- Exercise directions:
Write out each line of the records that has "BTreeSet" in it.

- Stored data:
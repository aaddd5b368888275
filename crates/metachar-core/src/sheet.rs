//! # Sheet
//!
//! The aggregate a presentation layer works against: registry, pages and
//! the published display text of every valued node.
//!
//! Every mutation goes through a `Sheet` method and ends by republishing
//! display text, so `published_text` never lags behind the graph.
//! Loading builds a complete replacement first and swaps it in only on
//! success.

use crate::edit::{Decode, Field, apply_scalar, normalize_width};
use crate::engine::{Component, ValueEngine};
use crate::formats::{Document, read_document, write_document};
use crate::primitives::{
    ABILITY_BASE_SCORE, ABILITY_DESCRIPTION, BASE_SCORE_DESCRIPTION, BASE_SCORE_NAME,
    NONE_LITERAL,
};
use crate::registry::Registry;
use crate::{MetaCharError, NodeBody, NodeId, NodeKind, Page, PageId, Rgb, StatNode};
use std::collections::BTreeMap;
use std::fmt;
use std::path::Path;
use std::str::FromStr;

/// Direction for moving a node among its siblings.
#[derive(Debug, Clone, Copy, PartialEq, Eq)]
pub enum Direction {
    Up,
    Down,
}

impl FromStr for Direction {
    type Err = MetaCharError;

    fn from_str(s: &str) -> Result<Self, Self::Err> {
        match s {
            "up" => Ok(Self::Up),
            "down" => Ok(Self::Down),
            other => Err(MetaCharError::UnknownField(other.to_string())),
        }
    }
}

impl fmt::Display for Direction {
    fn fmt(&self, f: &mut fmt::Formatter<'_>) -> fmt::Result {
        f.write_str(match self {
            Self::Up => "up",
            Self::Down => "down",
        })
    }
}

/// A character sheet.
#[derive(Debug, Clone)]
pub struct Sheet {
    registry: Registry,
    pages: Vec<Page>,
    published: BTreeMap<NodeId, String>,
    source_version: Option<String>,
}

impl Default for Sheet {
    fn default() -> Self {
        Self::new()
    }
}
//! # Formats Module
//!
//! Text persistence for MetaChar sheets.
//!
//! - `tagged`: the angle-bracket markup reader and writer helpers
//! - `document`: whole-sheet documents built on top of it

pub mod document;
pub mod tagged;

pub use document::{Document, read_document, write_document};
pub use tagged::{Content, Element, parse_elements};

* * *

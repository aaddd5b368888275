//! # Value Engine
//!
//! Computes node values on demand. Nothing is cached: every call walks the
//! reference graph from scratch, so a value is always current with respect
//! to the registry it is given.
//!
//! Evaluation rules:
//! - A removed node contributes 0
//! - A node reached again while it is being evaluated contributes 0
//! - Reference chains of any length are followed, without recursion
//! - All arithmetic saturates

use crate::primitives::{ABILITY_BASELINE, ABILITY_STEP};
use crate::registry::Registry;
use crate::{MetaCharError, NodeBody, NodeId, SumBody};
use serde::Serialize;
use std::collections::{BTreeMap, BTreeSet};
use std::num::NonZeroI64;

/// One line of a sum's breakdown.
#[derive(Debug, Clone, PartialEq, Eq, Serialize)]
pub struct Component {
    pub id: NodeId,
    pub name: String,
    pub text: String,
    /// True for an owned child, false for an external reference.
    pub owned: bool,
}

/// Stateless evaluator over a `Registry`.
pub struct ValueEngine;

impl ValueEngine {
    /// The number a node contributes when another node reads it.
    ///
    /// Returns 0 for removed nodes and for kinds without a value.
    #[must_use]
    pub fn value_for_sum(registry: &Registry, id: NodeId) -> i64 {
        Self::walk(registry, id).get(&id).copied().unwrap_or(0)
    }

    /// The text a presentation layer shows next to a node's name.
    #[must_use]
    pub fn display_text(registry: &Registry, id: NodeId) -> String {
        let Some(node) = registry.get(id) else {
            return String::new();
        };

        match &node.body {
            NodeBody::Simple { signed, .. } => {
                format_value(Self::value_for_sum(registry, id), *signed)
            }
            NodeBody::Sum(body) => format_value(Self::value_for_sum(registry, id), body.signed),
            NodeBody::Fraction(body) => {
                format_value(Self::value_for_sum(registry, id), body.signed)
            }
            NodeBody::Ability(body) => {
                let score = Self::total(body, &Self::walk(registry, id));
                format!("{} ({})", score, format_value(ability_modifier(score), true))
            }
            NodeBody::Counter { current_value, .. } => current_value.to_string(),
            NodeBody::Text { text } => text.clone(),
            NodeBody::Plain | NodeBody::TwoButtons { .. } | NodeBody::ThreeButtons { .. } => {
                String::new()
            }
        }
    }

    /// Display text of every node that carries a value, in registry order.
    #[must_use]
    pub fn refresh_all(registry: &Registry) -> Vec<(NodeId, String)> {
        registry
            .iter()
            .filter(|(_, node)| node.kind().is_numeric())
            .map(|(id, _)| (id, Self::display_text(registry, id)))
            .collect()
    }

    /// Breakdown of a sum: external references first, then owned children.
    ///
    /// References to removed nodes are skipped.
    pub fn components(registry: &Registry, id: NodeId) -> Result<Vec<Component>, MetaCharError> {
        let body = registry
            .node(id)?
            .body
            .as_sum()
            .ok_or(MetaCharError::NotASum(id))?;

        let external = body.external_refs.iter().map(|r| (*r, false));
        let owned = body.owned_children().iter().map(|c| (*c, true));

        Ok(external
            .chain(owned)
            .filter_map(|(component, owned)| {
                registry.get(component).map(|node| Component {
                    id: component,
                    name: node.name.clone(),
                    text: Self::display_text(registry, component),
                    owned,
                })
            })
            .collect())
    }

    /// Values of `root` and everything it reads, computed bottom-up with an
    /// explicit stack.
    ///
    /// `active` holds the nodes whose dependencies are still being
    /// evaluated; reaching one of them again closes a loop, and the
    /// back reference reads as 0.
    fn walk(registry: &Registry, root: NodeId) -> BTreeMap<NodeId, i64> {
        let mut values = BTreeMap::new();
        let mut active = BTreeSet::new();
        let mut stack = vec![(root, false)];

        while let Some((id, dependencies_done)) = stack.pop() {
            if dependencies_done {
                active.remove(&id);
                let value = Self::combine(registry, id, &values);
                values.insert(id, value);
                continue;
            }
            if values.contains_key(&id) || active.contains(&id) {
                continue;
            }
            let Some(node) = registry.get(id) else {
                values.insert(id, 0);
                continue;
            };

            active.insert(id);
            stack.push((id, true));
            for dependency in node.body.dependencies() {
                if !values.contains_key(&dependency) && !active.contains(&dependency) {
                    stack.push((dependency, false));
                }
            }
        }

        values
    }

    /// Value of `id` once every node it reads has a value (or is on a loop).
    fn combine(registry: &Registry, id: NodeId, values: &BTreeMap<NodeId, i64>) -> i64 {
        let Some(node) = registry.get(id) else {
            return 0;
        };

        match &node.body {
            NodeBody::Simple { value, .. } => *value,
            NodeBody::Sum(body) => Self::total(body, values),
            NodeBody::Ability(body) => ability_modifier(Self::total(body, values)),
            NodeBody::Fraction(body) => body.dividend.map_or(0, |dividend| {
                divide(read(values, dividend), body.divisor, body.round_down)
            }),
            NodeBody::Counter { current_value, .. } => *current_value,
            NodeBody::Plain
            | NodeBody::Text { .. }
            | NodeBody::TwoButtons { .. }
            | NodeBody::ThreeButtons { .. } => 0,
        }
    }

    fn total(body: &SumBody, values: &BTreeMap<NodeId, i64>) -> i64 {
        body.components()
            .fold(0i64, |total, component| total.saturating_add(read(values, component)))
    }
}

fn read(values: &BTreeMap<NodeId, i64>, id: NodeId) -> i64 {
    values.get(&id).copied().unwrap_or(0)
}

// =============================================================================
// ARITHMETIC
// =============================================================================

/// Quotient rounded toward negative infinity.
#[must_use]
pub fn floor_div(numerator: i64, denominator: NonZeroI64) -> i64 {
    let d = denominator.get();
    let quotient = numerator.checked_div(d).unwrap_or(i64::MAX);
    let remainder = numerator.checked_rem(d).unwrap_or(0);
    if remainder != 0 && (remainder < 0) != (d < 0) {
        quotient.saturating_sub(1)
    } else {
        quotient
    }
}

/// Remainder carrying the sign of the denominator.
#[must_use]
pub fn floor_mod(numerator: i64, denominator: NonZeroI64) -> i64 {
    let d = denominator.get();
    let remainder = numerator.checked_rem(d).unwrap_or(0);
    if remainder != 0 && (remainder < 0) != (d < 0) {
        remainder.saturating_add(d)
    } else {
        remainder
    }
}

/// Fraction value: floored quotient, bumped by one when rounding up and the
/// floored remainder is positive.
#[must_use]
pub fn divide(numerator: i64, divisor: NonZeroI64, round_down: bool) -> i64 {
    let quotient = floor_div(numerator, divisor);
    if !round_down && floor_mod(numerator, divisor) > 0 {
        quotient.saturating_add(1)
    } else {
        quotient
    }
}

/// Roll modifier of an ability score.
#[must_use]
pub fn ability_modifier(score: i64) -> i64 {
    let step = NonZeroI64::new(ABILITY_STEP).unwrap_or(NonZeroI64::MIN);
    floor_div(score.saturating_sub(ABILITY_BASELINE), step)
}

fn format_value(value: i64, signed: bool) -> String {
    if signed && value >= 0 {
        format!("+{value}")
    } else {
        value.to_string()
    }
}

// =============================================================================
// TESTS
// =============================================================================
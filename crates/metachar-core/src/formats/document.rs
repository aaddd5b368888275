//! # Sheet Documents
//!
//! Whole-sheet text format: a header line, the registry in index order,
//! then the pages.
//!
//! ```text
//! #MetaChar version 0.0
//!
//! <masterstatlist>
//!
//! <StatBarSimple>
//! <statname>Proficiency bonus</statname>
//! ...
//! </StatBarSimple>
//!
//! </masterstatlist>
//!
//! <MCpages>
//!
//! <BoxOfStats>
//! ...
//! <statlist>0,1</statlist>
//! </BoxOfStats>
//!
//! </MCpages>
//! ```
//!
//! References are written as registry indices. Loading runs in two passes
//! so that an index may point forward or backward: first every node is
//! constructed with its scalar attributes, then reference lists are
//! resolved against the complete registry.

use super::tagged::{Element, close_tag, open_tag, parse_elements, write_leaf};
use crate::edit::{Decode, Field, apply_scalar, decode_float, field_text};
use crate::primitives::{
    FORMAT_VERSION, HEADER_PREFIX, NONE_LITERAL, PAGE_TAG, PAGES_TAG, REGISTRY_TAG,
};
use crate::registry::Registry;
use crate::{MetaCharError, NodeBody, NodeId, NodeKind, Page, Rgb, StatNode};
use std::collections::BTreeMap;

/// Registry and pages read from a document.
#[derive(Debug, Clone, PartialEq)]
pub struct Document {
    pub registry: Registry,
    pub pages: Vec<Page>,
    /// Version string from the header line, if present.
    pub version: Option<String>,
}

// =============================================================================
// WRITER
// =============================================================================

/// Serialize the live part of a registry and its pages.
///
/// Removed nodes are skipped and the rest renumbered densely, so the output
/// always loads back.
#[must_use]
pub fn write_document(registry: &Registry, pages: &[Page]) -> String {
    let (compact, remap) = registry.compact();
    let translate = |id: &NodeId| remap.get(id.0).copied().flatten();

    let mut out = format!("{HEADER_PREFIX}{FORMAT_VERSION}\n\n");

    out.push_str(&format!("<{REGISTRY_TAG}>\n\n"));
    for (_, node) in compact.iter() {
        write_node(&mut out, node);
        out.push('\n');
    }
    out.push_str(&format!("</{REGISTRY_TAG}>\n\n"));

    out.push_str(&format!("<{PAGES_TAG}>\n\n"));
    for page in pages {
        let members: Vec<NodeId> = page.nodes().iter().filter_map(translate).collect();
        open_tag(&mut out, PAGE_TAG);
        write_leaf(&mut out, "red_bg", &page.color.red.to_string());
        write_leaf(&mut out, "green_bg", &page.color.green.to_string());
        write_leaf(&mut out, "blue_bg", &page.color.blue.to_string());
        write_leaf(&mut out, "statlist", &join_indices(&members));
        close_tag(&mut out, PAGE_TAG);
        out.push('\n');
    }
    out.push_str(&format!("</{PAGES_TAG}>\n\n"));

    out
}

- Solution below:
use std::collections::{BTreeMap, BTreeSet};
        let mut active = BTreeSet::new();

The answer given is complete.